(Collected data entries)
========================

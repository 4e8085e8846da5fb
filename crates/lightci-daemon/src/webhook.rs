//! Webhook/Trigger Adapter (Section 4.7): turns a push or pull-request
//! payload from a supported host into a `runPipeline` call.
//!
//! The adapter is deliberately generic about the host: it reads the handful
//! of fields every major host's push/PR payload shares (`ref` or
//! `pull_request.head.ref`, a head commit sha, and a repository clone URL)
//! rather than hard-coding GitHub- or GitLab-specific schemas.

use async_trait::async_trait;
use lightci_core::{Id, Pipeline};
use serde::Deserialize;
use thiserror::Error;

use crate::storage::{Storage, StorageError};
use std::sync::Arc;

#[derive(Debug, Error)]
pub enum WebhookError {
    #[error("storage error: {0}")]
    Storage(#[from] StorageError),
    #[error("missing or invalid event header")]
    MissingEventHeader,
    #[error("malformed payload: {0}")]
    MalformedPayload(String),
}

pub type Result<T> = std::result::Result<T, WebhookError>;

/// What the adapter decided to do with an inbound delivery.
#[derive(Debug, PartialEq, Eq)]
pub enum WebhookOutcome {
    /// A run was triggered.
    Triggered { run_id: Id },
    /// Recognized event, but no pipeline/trigger config matched it.
    NotSupported,
}

/// Anything that can turn a matched trigger into a run. Implemented by the
/// Runner; kept as a trait here so the adapter doesn't need to know about
/// run execution.
#[async_trait]
pub trait RunTrigger: Send + Sync {
    async fn trigger_run(
        &self,
        pipeline: &Pipeline,
        branch: String,
        commit: Option<String>,
        triggered_by: String,
    ) -> std::result::Result<Id, String>;
}

/// Push event shape shared across GitHub/GitLab/Bitbucket: a `ref` of the
/// form `refs/heads/<branch>`, a head commit sha, and a repository clone URL.
#[derive(Debug, Deserialize)]
struct PushPayload {
    #[serde(rename = "ref")]
    git_ref: Option<String>,
    after: Option<String>,
    repository: Option<RepositoryRef>,
}

#[derive(Debug, Deserialize)]
struct PullRequestPayload {
    action: Option<String>,
    pull_request: Option<PullRequestRef>,
    repository: Option<RepositoryRef>,
}

#[derive(Debug, Deserialize)]
struct PullRequestRef {
    head: PullRequestHead,
}

#[derive(Debug, Deserialize)]
struct PullRequestHead {
    #[serde(rename = "ref")]
    branch: String,
    sha: Option<String>,
}

#[derive(Debug, Deserialize)]
struct RepositoryRef {
    clone_url: Option<String>,
    html_url: Option<String>,
}

impl RepositoryRef {
    fn url(&self) -> Option<&str> {
        self.clone_url.as_deref().or(self.html_url.as_deref())
    }
}

struct ExtractedEvent {
    kind: &'static str,
    branch: String,
    commit: Option<String>,
    repository_url: String,
}

pub struct WebhookAdapter {
    storage: Arc<Storage>,
    runner: Arc<dyn RunTrigger>,
}

impl WebhookAdapter {
    pub fn new(storage: Arc<Storage>, runner: Arc<dyn RunTrigger>) -> Self {
        Self { storage, runner }
    }

    /// Handle one delivery. `event_header` is the host's event-kind header
    /// value (e.g. GitHub's `X-GitHub-Event: push`); its absence is a
    /// validation error the caller should surface as 4xx.
    pub async fn handle(&self, event_header: Option<&str>, body: &[u8]) -> Result<WebhookOutcome> {
        let event_header = event_header.ok_or(WebhookError::MissingEventHeader)?;

        let extracted = match event_header {
            "push" => extract_push(body)?,
            "pull_request" | "merge_request" => extract_pull_request(body)?,
            _ => return Ok(WebhookOutcome::NotSupported),
        };

        let Some(extracted) = extracted else {
            return Ok(WebhookOutcome::NotSupported);
        };

        let Some(pipeline) = self
            .storage
            .find_pipeline_by_repository_url(&extracted.repository_url)
            .await?
        else {
            return Ok(WebhookOutcome::NotSupported);
        };

        if !trigger_matches(&pipeline, extracted.kind, &extracted.branch) {
            return Ok(WebhookOutcome::NotSupported);
        }

        let triggered_by = format!("webhook:{event_header}");
        let run_id = self
            .runner
            .trigger_run(&pipeline, extracted.branch, extracted.commit, triggered_by)
            .await
            .map_err(WebhookError::MalformedPayload)?;

        Ok(WebhookOutcome::Triggered { run_id })
    }
}

fn extract_push(body: &[u8]) -> Result<Option<ExtractedEvent>> {
    let payload: PushPayload =
        serde_json::from_slice(body).map_err(|e| WebhookError::MalformedPayload(e.to_string()))?;

    let Some(git_ref) = payload.git_ref else {
        return Ok(None);
    };
    let Some(branch) = git_ref.strip_prefix("refs/heads/") else {
        // Tag pushes and other ref kinds aren't a Section 4.7 concern.
        return Ok(None);
    };
    let Some(repository_url) = payload.repository.as_ref().and_then(|r| r.url()) else {
        return Ok(None);
    };

    Ok(Some(ExtractedEvent {
        kind: "push",
        branch: branch.to_string(),
        commit: payload.after,
        repository_url: repository_url.to_string(),
    }))
}

fn extract_pull_request(body: &[u8]) -> Result<Option<ExtractedEvent>> {
    let payload: PullRequestPayload =
        serde_json::from_slice(body).map_err(|e| WebhookError::MalformedPayload(e.to_string()))?;

    // Only open/synchronize/reopen actions represent a buildable head commit.
    if let Some(action) = &payload.action {
        if !matches!(action.as_str(), "opened" | "synchronize" | "reopened") {
            return Ok(None);
        }
    }

    let Some(pr) = payload.pull_request else {
        return Ok(None);
    };
    let Some(repository_url) = payload.repository.as_ref().and_then(|r| r.url()) else {
        return Ok(None);
    };

    Ok(Some(ExtractedEvent {
        kind: "pull_request",
        branch: pr.head.branch,
        commit: pr.head.sha,
        repository_url: repository_url.to_string(),
    }))
}

/// Section 4.7: filter against the pipeline's trigger configuration (event
/// kind set and branch allow-list). An empty `events`/`branches` list means
/// "any" for that dimension.
fn trigger_matches(pipeline: &Pipeline, kind: &str, branch: &str) -> bool {
    let trigger = &pipeline.trigger;
    let event_ok = trigger.events.is_empty() || trigger.events.iter().any(|e| e == kind);
    let branch_ok = trigger.branches.is_empty() || trigger.branches.iter().any(|b| b == branch);
    event_ok && branch_ok
}

#[cfg(test)]
mod tests {
    use super::*;
    use lightci_core::{ArtifactPolicy, DeploymentPolicy, TriggerConfig};
    use tempfile::TempDir;

    struct FakeRunner;

    #[async_trait]
    impl RunTrigger for FakeRunner {
        async fn trigger_run(
            &self,
            _pipeline: &Pipeline,
            _branch: String,
            _commit: Option<String>,
            _triggered_by: String,
        ) -> std::result::Result<Id, String> {
            Ok(Id::new())
        }
    }

    async fn test_storage() -> Arc<Storage> {
        let dir = TempDir::new().unwrap();
        let storage = Storage::new(&dir.path().join("db.sqlite")).await.unwrap();
        storage.migrate_embedded().await.unwrap();
        std::mem::forget(dir);
        Arc::new(storage)
    }

    fn test_pipeline(repository_url: &str, events: Vec<String>, branches: Vec<String>) -> Pipeline {
        Pipeline {
            id: Id::new(),
            name: "demo".to_string(),
            repository_url: repository_url.to_string(),
            default_branch: "main".to_string(),
            steps: vec![],
            trigger: TriggerConfig {
                cron: None,
                timezone: None,
                events,
                branches,
            },
            artifact_policy: ArtifactPolicy::default(),
            deployment_policy: DeploymentPolicy::default(),
            owner_id: Id::new(),
            created_at: chrono::Utc::now(),
            updated_at: chrono::Utc::now(),
        }
    }

    #[tokio::test]
    async fn push_to_matching_branch_triggers_a_run() {
        let storage = test_storage().await;
        let pipeline = test_pipeline(
            "https://example.com/demo.git",
            vec!["push".to_string()],
            vec!["main".to_string()],
        );
        storage.insert_pipeline(&pipeline).await.unwrap();

        let adapter = WebhookAdapter::new(storage, Arc::new(FakeRunner));
        let body = serde_json::json!({
            "ref": "refs/heads/main",
            "after": "abc123",
            "repository": {"clone_url": "https://example.com/demo.git"},
        });
        let outcome = adapter
            .handle(Some("push"), serde_json::to_vec(&body).unwrap().as_slice())
            .await
            .unwrap();
        assert!(matches!(outcome, WebhookOutcome::Triggered { .. }));
    }

    #[tokio::test]
    async fn push_to_unlisted_branch_is_not_supported() {
        let storage = test_storage().await;
        let pipeline = test_pipeline(
            "https://example.com/demo.git",
            vec!["push".to_string()],
            vec!["main".to_string()],
        );
        storage.insert_pipeline(&pipeline).await.unwrap();

        let adapter = WebhookAdapter::new(storage, Arc::new(FakeRunner));
        let body = serde_json::json!({
            "ref": "refs/heads/feature/x",
            "after": "abc123",
            "repository": {"clone_url": "https://example.com/demo.git"},
        });
        let outcome = adapter
            .handle(Some("push"), serde_json::to_vec(&body).unwrap().as_slice())
            .await
            .unwrap();
        assert_eq!(outcome, WebhookOutcome::NotSupported);
    }

    #[tokio::test]
    async fn unknown_repository_is_not_supported() {
        let storage = test_storage().await;
        let adapter = WebhookAdapter::new(storage, Arc::new(FakeRunner));
        let body = serde_json::json!({
            "ref": "refs/heads/main",
            "after": "abc123",
            "repository": {"clone_url": "https://example.com/unknown.git"},
        });
        let outcome = adapter
            .handle(Some("push"), serde_json::to_vec(&body).unwrap().as_slice())
            .await
            .unwrap();
        assert_eq!(outcome, WebhookOutcome::NotSupported);
    }

    #[tokio::test]
    async fn unrecognized_event_kind_acknowledges_without_erroring() {
        let storage = test_storage().await;
        let adapter = WebhookAdapter::new(storage, Arc::new(FakeRunner));
        let outcome = adapter.handle(Some("issues"), b"{}").await.unwrap();
        assert_eq!(outcome, WebhookOutcome::NotSupported);
    }

    #[tokio::test]
    async fn missing_event_header_is_an_error() {
        let storage = test_storage().await;
        let adapter = WebhookAdapter::new(storage, Arc::new(FakeRunner));
        let result = adapter.handle(None, b"{}").await;
        assert!(matches!(result, Err(WebhookError::MissingEventHeader)));
    }

    #[tokio::test]
    async fn pull_request_opened_triggers_a_run() {
        let storage = test_storage().await;
        let pipeline = test_pipeline("https://example.com/demo.git", vec![], vec![]);
        storage.insert_pipeline(&pipeline).await.unwrap();

        let adapter = WebhookAdapter::new(storage, Arc::new(FakeRunner));
        let body = serde_json::json!({
            "action": "opened",
            "pull_request": {"head": {"ref": "feature/x", "sha": "deadbeef"}},
            "repository": {"clone_url": "https://example.com/demo.git"},
        });
        let outcome = adapter
            .handle(
                Some("pull_request"),
                serde_json::to_vec(&body).unwrap().as_slice(),
            )
            .await
            .unwrap();
        assert!(matches!(outcome, WebhookOutcome::Triggered { .. }));
    }
}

========================

PROBLEM TO SOLVE ->
Read the data above and count the lines that include "into". Answer only with the count.

RESPONSE AREA ->
2